Records from a dataset:
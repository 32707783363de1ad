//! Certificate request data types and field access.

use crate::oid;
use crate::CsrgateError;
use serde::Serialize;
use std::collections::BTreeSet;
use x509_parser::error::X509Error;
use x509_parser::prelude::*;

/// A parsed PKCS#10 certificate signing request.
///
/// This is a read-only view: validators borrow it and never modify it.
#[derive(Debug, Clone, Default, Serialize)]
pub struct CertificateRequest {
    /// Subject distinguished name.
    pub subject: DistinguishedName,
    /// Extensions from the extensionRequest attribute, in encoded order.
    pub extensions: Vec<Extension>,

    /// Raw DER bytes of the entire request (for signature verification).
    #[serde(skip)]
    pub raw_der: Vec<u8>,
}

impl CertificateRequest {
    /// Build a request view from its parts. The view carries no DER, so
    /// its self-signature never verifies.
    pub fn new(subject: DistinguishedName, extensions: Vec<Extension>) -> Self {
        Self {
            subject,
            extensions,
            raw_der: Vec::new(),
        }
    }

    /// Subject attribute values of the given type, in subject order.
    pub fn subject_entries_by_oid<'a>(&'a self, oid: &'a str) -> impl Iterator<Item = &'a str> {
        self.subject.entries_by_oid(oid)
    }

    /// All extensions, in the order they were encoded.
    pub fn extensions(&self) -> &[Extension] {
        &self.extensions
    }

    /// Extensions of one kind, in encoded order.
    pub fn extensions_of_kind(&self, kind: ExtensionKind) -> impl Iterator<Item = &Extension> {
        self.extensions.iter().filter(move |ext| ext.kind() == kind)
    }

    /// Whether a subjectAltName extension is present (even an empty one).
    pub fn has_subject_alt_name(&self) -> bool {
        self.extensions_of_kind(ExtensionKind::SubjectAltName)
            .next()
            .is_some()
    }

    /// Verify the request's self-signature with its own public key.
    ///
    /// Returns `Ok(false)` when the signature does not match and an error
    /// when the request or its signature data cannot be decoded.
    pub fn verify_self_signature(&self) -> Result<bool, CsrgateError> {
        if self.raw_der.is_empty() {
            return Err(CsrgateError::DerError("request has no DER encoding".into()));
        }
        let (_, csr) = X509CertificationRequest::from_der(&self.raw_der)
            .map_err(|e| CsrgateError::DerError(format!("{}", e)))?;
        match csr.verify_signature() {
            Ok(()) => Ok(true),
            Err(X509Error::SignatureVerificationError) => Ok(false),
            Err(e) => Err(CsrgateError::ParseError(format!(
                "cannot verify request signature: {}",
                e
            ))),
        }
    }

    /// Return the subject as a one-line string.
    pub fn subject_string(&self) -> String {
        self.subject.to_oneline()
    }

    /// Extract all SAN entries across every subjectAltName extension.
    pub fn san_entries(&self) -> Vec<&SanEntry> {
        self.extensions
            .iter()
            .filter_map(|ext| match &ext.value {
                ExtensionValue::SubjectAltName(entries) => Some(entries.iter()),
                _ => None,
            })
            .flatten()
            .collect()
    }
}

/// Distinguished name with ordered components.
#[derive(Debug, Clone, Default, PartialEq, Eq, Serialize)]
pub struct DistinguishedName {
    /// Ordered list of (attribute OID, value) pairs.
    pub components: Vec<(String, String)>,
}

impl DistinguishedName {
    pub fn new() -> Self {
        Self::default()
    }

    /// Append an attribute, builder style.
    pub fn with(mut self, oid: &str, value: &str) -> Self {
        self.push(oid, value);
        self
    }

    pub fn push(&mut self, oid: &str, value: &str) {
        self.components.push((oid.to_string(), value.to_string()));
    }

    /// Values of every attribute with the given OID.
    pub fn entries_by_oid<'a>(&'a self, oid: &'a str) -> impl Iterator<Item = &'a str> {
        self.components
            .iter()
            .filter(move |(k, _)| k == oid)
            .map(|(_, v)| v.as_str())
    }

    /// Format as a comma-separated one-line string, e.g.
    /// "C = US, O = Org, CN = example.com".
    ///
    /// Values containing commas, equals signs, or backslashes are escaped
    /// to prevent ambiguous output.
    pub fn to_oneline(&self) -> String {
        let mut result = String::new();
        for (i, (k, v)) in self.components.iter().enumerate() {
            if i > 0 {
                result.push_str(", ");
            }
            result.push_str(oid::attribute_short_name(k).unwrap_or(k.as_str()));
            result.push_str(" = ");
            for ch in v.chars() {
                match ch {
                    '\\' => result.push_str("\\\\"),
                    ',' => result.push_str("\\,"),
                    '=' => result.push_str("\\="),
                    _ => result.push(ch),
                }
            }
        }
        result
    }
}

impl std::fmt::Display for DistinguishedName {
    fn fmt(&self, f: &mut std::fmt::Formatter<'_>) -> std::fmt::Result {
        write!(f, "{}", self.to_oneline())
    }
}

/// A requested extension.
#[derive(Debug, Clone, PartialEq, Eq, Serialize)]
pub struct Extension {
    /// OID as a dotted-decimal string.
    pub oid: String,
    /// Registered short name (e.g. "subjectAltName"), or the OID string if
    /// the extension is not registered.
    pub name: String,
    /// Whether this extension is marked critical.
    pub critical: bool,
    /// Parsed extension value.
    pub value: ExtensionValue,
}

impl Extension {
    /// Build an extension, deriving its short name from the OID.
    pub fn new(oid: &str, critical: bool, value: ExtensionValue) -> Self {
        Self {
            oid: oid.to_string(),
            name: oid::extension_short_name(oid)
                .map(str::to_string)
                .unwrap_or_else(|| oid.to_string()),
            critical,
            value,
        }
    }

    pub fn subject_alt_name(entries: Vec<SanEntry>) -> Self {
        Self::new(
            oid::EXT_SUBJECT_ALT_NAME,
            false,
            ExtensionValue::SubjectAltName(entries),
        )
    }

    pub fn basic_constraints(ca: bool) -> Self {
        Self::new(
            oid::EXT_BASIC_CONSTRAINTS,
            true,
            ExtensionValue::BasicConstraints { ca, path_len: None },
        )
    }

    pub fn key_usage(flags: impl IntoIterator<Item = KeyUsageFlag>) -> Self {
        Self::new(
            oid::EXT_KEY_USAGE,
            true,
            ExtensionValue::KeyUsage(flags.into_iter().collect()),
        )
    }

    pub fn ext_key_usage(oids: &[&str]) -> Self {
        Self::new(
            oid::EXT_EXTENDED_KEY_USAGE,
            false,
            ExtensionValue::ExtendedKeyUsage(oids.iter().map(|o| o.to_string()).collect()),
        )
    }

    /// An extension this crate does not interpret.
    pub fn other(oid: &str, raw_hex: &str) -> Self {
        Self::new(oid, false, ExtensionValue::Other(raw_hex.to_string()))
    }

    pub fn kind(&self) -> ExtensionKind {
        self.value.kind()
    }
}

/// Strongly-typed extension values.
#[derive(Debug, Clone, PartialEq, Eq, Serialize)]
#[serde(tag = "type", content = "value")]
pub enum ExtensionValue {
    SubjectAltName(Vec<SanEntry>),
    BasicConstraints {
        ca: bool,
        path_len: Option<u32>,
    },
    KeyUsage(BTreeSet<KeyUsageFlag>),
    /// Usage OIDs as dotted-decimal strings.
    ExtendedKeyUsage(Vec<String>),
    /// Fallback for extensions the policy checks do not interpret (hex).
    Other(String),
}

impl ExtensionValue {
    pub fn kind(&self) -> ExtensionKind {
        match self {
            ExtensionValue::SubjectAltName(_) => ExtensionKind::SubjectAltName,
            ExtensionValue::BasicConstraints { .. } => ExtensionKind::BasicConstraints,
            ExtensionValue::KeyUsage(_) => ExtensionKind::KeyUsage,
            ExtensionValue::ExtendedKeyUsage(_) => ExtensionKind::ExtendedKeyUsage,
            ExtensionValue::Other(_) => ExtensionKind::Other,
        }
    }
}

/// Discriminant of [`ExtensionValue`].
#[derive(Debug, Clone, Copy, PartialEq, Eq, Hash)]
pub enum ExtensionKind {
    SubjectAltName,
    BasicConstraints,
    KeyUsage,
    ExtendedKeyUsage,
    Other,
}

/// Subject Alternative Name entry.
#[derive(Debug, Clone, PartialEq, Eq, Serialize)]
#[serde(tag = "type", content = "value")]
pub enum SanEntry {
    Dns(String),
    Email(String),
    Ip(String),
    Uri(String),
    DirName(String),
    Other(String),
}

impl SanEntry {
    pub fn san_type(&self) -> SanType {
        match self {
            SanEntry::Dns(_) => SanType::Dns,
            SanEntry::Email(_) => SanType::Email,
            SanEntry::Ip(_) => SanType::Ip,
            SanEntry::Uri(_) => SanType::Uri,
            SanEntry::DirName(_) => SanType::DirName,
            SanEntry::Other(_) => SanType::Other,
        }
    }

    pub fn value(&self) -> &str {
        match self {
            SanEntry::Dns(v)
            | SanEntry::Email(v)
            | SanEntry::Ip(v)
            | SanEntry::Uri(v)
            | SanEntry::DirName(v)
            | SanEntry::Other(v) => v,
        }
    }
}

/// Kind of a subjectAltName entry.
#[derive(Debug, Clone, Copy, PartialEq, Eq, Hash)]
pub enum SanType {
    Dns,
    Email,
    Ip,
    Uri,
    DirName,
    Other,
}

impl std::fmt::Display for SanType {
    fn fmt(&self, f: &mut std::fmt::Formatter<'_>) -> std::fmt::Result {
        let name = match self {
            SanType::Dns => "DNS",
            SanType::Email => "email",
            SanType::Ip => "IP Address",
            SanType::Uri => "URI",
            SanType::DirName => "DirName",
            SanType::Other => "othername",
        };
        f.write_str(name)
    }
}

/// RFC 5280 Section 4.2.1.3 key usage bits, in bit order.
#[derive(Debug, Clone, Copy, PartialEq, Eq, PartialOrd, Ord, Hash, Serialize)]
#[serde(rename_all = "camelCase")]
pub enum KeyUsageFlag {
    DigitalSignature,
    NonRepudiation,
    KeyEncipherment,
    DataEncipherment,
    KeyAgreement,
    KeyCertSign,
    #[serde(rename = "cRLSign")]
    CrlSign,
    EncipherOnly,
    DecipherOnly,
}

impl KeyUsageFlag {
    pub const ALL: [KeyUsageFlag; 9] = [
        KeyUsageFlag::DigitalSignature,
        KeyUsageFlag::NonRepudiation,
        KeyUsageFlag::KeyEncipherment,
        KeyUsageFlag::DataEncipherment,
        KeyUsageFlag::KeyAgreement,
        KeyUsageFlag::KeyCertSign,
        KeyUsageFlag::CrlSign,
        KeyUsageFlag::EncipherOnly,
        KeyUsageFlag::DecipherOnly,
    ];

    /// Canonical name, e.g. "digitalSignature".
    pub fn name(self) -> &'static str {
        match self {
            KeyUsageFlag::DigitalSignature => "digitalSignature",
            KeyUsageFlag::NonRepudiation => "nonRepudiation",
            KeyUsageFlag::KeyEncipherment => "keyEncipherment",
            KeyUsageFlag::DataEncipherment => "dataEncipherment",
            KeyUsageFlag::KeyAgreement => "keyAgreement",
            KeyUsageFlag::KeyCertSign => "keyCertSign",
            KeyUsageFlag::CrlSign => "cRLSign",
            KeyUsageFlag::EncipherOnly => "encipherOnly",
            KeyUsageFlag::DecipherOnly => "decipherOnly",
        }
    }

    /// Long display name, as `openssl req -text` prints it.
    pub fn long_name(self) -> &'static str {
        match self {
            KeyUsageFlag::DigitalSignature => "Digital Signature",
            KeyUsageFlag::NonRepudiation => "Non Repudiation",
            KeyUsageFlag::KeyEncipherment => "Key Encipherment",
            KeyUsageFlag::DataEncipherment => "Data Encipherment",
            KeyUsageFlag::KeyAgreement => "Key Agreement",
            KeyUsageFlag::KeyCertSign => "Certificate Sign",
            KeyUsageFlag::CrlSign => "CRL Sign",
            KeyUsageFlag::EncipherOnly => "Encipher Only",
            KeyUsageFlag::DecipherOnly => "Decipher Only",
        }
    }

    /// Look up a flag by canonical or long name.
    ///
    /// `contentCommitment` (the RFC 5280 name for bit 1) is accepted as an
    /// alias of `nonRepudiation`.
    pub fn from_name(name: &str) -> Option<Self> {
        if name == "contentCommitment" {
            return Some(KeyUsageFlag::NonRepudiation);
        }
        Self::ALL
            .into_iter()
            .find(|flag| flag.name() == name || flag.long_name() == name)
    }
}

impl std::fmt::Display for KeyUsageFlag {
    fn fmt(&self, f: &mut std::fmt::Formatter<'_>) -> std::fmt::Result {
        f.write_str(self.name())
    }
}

WORK REQUIRED: Scan the entries above. Copy each line that has the string "decimal".

WRITTEN ANSWER:
    /// OID as a dotted-decimal string.
    /// Usage OIDs as dotted-decimal strings.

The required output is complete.